(Stored data entries)
————

/// Counters for one session.
#[derive(Clone, Debug, Default, PartialEq, Eq)]
pub struct DecoderStats {
    pub frames_written: u64,
    pub pictures: u64,
    pub write_errors: u64,
    pub display_events: u64,
    pub dropped_events: u64,
    pub sync_corrections: u64,
    /// Breaks in the vendor's own display record sequence.
    pub record_gaps: u64,
}

// ---------------------------------------------------------------------------
// Session internals
// ---------------------------------------------------------------------------

/// Work items for the worker, in submission order.
enum Feed {
    Packet(VideoPacket),
    Eos,
}

/// Out-of-band requests. Flush and reset reply with the vendor status.
enum Control {
    Flush(Sender<i32>),
    Reset(Sender<i32>),
    Stop,
}

/// Worker-side results and staged inputs, shared with the coordinator.
struct SessionControl {
    speed: AtomicI32,
    next_speed: AtomicI32,
    last_status: AtomicI32,
    pending_error: Mutex<Option<i32>>,
    consecutive_errors: AtomicU32,
    unusable: AtomicBool,
    frames_written: AtomicU64,
    pictures: AtomicU64,
    write_errors: AtomicU64,
}

impl SessionControl {
    fn new() -> Self {
        Self {
            speed: AtomicI32::new(SPEED_NORMAL),
            next_speed: AtomicI32::new(SPEED_NORMAL),
            last_status: AtomicI32::new(DecodeStatus::Buffer.raw()),
            pending_error: Mutex::new(None),
            consecutive_errors: AtomicU32::new(0),
            unusable: AtomicBool::new(false),
            frames_written: AtomicU64::new(0),
            pictures: AtomicU64::new(0),
            write_errors: AtomicU64::new(0),
        }
    }

    // Counters last: a reader that sees the count also sees the status.
    fn record_success(&self, status: DecodeStatus) {
        self.consecutive_errors.store(0, Ordering::Relaxed);
        self.last_status.store(status.raw(), Ordering::Release);
        if status.has_picture() {
            self.pictures.fetch_add(1, Ordering::Relaxed);
        }
        self.frames_written.fetch_add(1, Ordering::Release);
    }

    fn record_error(&self, status: i32) {
        *self.pending_error.lock() = Some(status);

        let consecutive = self.consecutive_errors.fetch_add(1, Ordering::Relaxed) + 1;
        if consecutive >= MAX_CONSECUTIVE_ERRORS {
            if !self.unusable.swap(true, Ordering::AcqRel) {
                error!(status, consecutive, "Codec keeps rejecting input; session unusable");
            }
        } else {
            warn!(status, consecutive, "RK_CodecWrite failed");
        }
        self.write_errors.fetch_add(1, Ordering::Release);
    }

    /// Forget write history after a discontinuity.
    fn clear_history(&self) {
        *self.pending_error.lock() = None;
        self.consecutive_errors.store(0, Ordering::Relaxed);
        self.last_status
            .store(DecodeStatus::Buffer.raw(), Ordering::Release);
    }

    fn take_error(&self) -> Option<i32> {
        self.pending_error.lock().take()
    }

    fn last_status(&self) -> DecodeStatus {
        DecodeStatus::from_raw(self.last_status.load(Ordering::Acquire))
    }

    fn is_unusable(&self) -> bool {
        self.unusable.load(Ordering::Acquire)
    }
}

/// An open codec session. Dropping it releases the binding.
struct Session {
    binding: Arc<dyn CodecBinding>,
    stream: Arc<StreamInfo>,
    sync: Arc<DisplaySync>,
    control: Arc<SessionControl>,
    /// Decode-type word passed to every write; follows the negotiated stereo.
    write_kind: Arc<AtomicU32>,
    feed_tx: Sender<Feed>,
    ctrl_tx: Sender<Control>,
    worker: Option<JoinHandle<()>>,
    listening: bool,
    opened: bool,
}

————

● **TASK TO CARRY OUT**
Please copy the lines above from the line with "pub struct DecoderStats" up to and including the line with "if consecutive >= MAX_CONSECUTIVE_ERRORS", exactly as written and with nothing else.

● **SOLVED PROBLEM**
pub struct DecoderStats {
    pub frames_written: u64,
    pub pictures: u64,
    pub write_errors: u64,
    pub display_events: u64,
    pub dropped_events: u64,
    pub sync_corrections: u64,
    /// Breaks in the vendor's own display record sequence.
    pub record_gaps: u64,
}

// ---------------------------------------------------------------------------
// Session internals
// ---------------------------------------------------------------------------

/// Work items for the worker, in submission order.
enum Feed {
    Packet(VideoPacket),
    Eos,
}

/// Out-of-band requests. Flush and reset reply with the vendor status.
enum Control {
    Flush(Sender<i32>),
    Reset(Sender<i32>),
    Stop,
}

/// Worker-side results and staged inputs, shared with the coordinator.
struct SessionControl {
    speed: AtomicI32,
    next_speed: AtomicI32,
    last_status: AtomicI32,
    pending_error: Mutex<Option<i32>>,
    consecutive_errors: AtomicU32,
    unusable: AtomicBool,
    frames_written: AtomicU64,
    pictures: AtomicU64,
    write_errors: AtomicU64,
}

impl SessionControl {
    fn new() -> Self {
        Self {
            speed: AtomicI32::new(SPEED_NORMAL),
            next_speed: AtomicI32::new(SPEED_NORMAL),
            last_status: AtomicI32::new(DecodeStatus::Buffer.raw()),
            pending_error: Mutex::new(None),
            consecutive_errors: AtomicU32::new(0),
            unusable: AtomicBool::new(false),
            frames_written: AtomicU64::new(0),
            pictures: AtomicU64::new(0),
            write_errors: AtomicU64::new(0),
        }
    }

    // Counters last: a reader that sees the count also sees the status.
    fn record_success(&self, status: DecodeStatus) {
        self.consecutive_errors.store(0, Ordering::Relaxed);
        self.last_status.store(status.raw(), Ordering::Release);
        if status.has_picture() {
            self.pictures.fetch_add(1, Ordering::Relaxed);
        }
        self.frames_written.fetch_add(1, Ordering::Release);
    }

    fn record_error(&self, status: i32) {
        *self.pending_error.lock() = Some(status);

        let consecutive = self.consecutive_errors.fetch_add(1, Ordering::Relaxed) + 1;
        if consecutive >= MAX_CONSECUTIVE_ERRORS {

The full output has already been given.